111 So. 658 | La. | 1927

This proceeding is a contest over the appointment of an administrator *151 for the succession of Morris J. Rabe, Sr. Rabe died in New Orleans on March 13, 1925. He was married twice, the first time to Victoria Fricken, now deceased, by whom he had one daughter and three sons. After the death of his first wife he married Mary Imogene Sullivan. There was no issue of this marriage. All the property left by Rabe at his death was his half interest in the property that belonged to the community that existed between him and his second wife.

Shortly after Rabe's death his widow Mary Imogene Sullivan, applied to be appointed administratrix of his succession. Her application was opposed by Morris J. Rabe, Jr., a son of the decedent, on the ground that, as a beneficiary heir of the deceased, he was entitled to be appointed in preference to the widow in community, who was not an heir of the deceased. The daughter of the deceased, Mrs. Henrietta Rabe, wife of Thomas West, filed a petition, praying that her step-mother be appointed in preference to her brother, Morris J. Rabe, Jr., though assigns no particular reason for so praying. The lower court thought that the widow should be appointed in preference to the son, and rendered judgment accordingly. From this judgment the son prosecutes this appeal.

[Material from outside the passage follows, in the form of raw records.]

//! # Event Traits and Pipeline Events
//!
//! This module defines the closed set of events that travel through the
//! pipeline, the [`Event`] trait that lets handlers be registered for one
//! concrete event type, and the handler abstractions the [`EventBus`] invokes.
//!
//! ## Event Categories
//!
//! - [`EnrichedEvent`] - A telemetry record after geographic enrichment
//! - [`AnalyticsSnapshot`] - Point-in-time counters for the analytics observer
//! - [`QueryResult`] - The outcome of a read-through cache query
//!
//! Every event is wrapped in [`BusEvent`] when published, and the bus dispatches
//! on [`EventKind`] only. There is no supertype matching: a handler registered
//! for enriched events never sees analytics snapshots.
//!
//! [`EventBus`]: crate::system::EventBus

use crate::analytics::StatSnapshot;
use crate::cache::CachedValue;
use crate::types::{ArcId, Coordinate, StopId, TierRole, ZoneId};
use async_trait::async_trait;
use serde::{Deserialize, Serialize};
use std::collections::BTreeMap;
use std::fmt::Debug;

// ============================================================================
// Pipeline Events
// ============================================================================

/// A telemetry record after the resolver step.
///
/// Enriched events are immutable once built. Delivery hands each consumer its
/// own copy; nothing downstream mutates a shared instance.
///
/// # Examples
///
/// ```rust
/// use transit_event_system::{EnrichedEvent, Coordinate, ZoneId};
///
/// let event = EnrichedEvent {
///     source_id: "bus-1042".to_string(),
///     line_id: "T31".to_string(),
///     coordinate: Coordinate::new(3.40, -76.50),
///     zone_id: ZoneId::from_index(28),
///     arc_id: None,
///     nearest_stop_id: None,
///     event_timestamp: 1_700_000_000_000,
///     sequence_id: 7,
/// };
/// assert_eq!(event.zone_id.as_str(), "Z28");
/// ```
#[derive(Debug, Clone, PartialEq, Serialize, Deserialize)]
pub struct EnrichedEvent {
    /// Vehicle or device that produced the record
    pub source_id: String,
    /// Route/line the vehicle was operating on
    pub line_id: String,
    /// Reported position
    pub coordinate: Coordinate,
    /// Grid cell containing the (clamped) position
    pub zone_id: ZoneId,
    /// Approximate route segment, absent when fewer than two stops are known
    pub arc_id: Option<ArcId>,
    /// Closest known stop, absent when no stops are known
    pub nearest_stop_id: Option<StopId>,
    /// Time the record was produced, Unix epoch milliseconds
    pub event_timestamp: u64,
    /// Datagram/sequence number, monotonic per source
    pub sequence_id: u64,
}

/// Point-in-time statistics of one tier, published for the system-wide
/// analytics observer.
#[derive(Debug, Clone, PartialEq, Serialize, Deserialize)]
pub struct AnalyticsSnapshot {
    /// Tier that produced the snapshot
    pub tier: TierRole,
    /// Unix epoch milliseconds at which the counters were read
    pub taken_at: u64,
    /// Global counters
    pub system: StatSnapshot,
    /// Per-zone counters for every zone observed so far
    pub zones: BTreeMap<ZoneId, StatSnapshot>,
}

/// Outcome of a read-through query against a tier's cache.
#[derive(Debug, Clone, PartialEq, Serialize, Deserialize)]
pub struct QueryResult {
    /// Cache key that was queried
    pub key: String,
    /// Resolved value, `None` when the answer is unavailable
    pub value: Option<CachedValue>,
    /// Whether the value came from the cache
    pub cache_hit: bool,
    /// Time spent answering, in microseconds
    pub latency_micros: u64,
}

/// Discriminant used as the bus registry key.
#[derive(Debug, Clone, Copy, PartialEq, Eq, Hash, PartialOrd, Ord, Serialize, Deserialize)]
pub enum EventKind {
    Enriched,
    Analytics,
    QueryResult,
}

impl std::fmt::Display for EventKind {
    fn fmt(&self, f: &mut std::fmt::Formatter<'_>) -> std::fmt::Result {
        let name = match self {
            EventKind::Enriched => "enriched",
            EventKind::Analytics => "analytics",
            EventKind::QueryResult => "query_result",
        };
        f.write_str(name)
    }
}

/// The closed set of events carried by the bus and across tiers.
#[derive(Debug, Clone, PartialEq, Serialize, Deserialize)]
#[serde(tag = "kind", content = "payload", rename_all = "snake_case")]
pub enum BusEvent {
    Enriched(EnrichedEvent),
    Analytics(AnalyticsSnapshot),
    QueryResult(QueryResult),
}

impl BusEvent {
    pub fn kind(&self) -> EventKind {
        match self {
            BusEvent::Enriched(_) => EventKind::Enriched,
            BusEvent::Analytics(_) => EventKind::Analytics,
            BusEvent::QueryResult(_) => EventKind::QueryResult,
        }
    }

    /// Zone this event is scoped to, if any. Events without a zone are routed
    /// to every downstream subscriber.
    pub fn zone(&self) -> Option<&ZoneId> {
        match self {
            BusEvent::Enriched(event) => Some(&event.zone_id),
            BusEvent::Analytics(_) | BusEvent::QueryResult(_) => None,
        }
    }
}

// ============================================================================
// Event Traits and Handler Infrastructure
// ============================================================================

/// Implemented by every concrete event type that can travel on the bus.
///
/// The trait ties a Rust type to its [`EventKind`] so handlers can be
/// registered against a concrete type and receive it without runtime casts.
pub trait Event: Clone + Send + Sync + Debug + 'static {
    /// Registry key for this event type.
    fn kind() -> EventKind
    where
        Self: Sized;

    /// Wraps the event for publication.
    fn into_bus(self) -> BusEvent;

    /// Borrows the concrete event back out of a bus envelope.
    fn from_bus(event: &BusEvent) -> Option<&Self>
    where
        Self: Sized;
}

macro_rules! impl_event {
    ($ty:ty, $variant:ident) => {
        impl Event for $ty {
            fn kind() -> EventKind {
                EventKind::$variant
            }

            fn into_bus(self) -> BusEvent {
                BusEvent::$variant(self)
            }

            fn from_bus(event: &BusEvent) -> Option<&Self> {
                match event {
                    BusEvent::$variant(inner) => Some(inner),
                    _ => None,
                }
            }
        }

        impl From<$ty> for BusEvent {
            fn from(event: $ty) -> Self {
                BusEvent::$variant(event)
            }
        }
    };
}

impl_event!(EnrichedEvent, Enriched);
impl_event!(AnalyticsSnapshot, Analytics);
impl_event!(QueryResult, QueryResult);

/// Handler trait for processing bus events asynchronously.
///
/// Most users will not implement this trait directly, but instead register a
/// closure through [`EventBus::on`] which wraps it in a [`TypedEventHandler`].
///
/// [`EventBus::on`]: crate::system::EventBus::on
#[async_trait]
pub trait EventHandler: Send + Sync + 'static + Debug {
    /// Handles one published event.
    async fn handle(&self, event: &BusEvent) -> Result<(), EventError>;

    /// The event kind this handler expects.
    fn event_kind(&self) -> EventKind;

    /// Human-readable name for logs.
    fn handler_name(&self) -> &str;
}

/// Type-safe wrapper that adapts a closure over a concrete event type to the
/// [`EventHandler`] trait.
pub struct TypedEventHandler<T, F>
where
    T: Event,
    F: Fn(T) -> Result<(), EventError> + Send + Sync,
{
    handler: F,
    name: String,
    _phantom: std::marker::PhantomData<fn(T)>,
}

impl<T, F> std::fmt::Debug for TypedEventHandler<T, F>
where
    T: Event,
    F: Fn(T) -> Result<(), EventError> + Send + Sync,
{
    fn fmt(&self, f: &mut std::fmt::Formatter<'_>) -> std::fmt::Result {
        f.debug_struct("TypedEventHandler")
            .field("name", &self.name)
            .field("kind", &T::kind())
            .finish()
    }
}

impl<T, F> TypedEventHandler<T, F>
where
    T: Event,
    F: Fn(T) -> Result<(), EventError> + Send + Sync,
{
    pub fn new(name: impl Into<String>, handler: F) -> Self {
        Self {
            handler,
            name: name.into(),
            _phantom: std::marker::PhantomData,
        }
    }
}

#[async_trait]
impl<T, F> EventHandler for TypedEventHandler<T, F>
where
    T: Event,
    F: Fn(T) -> Result<(), EventError> + Send + Sync + 'static,
{
    async fn handle(&self, event: &BusEvent) -> Result<(), EventError> {
        match T::from_bus(event) {
            Some(typed) => (self.handler)(typed.clone()),
            None => {
                tracing::warn!(
                    "🟡 EventHandler '{}' expects '{}' but was given '{}'; skipping",
                    self.name,
                    T::kind(),
                    event.kind()
                );
                Ok(())
            }
        }
    }

    fn event_kind(&self) -> EventKind {
        T::kind()
    }

    fn handler_name(&self) -> &str {
        &self.name
    }
}

/// Errors raised by event handlers and the bus.
#[derive(Debug, thiserror::Error)]
pub enum EventError {
    /// Handler execution failed during event processing
    #[error("Handler execution error: {0}")]
    HandlerExecution(String),
    /// Handler panicked while processing an event
    #[error("Handler panicked: {0}")]
    HandlerPanicked(String),
    /// Event could not be encoded or decoded
    #[error("Serialization error: {0}")]
    Serialization(#[from] serde_json::Error),
    #[error("An unexpected error occurred: {0}")]
    Other(String),
}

The widow urges that the judgment appealed from should be affirmed, for the following reasons, to wit:

"(1) Because the widow (or widower) in community is among those persons from whom the administrator should be selected.

"(2) Because the sound discretion exercised by the trial judge in selecting the widow in community as administratrix should not be disturbed.

"(3) Because the appellant here, and only opponent of the widow, has shown himself by his own testimony to be unworthy of the trust."

If it were only a matter of discretion as to which of the applicants should be appointed, the discretion exercised by the trial judge would not be disturbed without strong *152 reason therefor, but, in this instance, we think that it is not discretionary as to which of the two should receive the appointment, for the law, article 1042 of the Civil Code, provide that:

"In the choice of the administrator the preference shall be given to the beneficiary heir over every other person, if he be of age and present in the state."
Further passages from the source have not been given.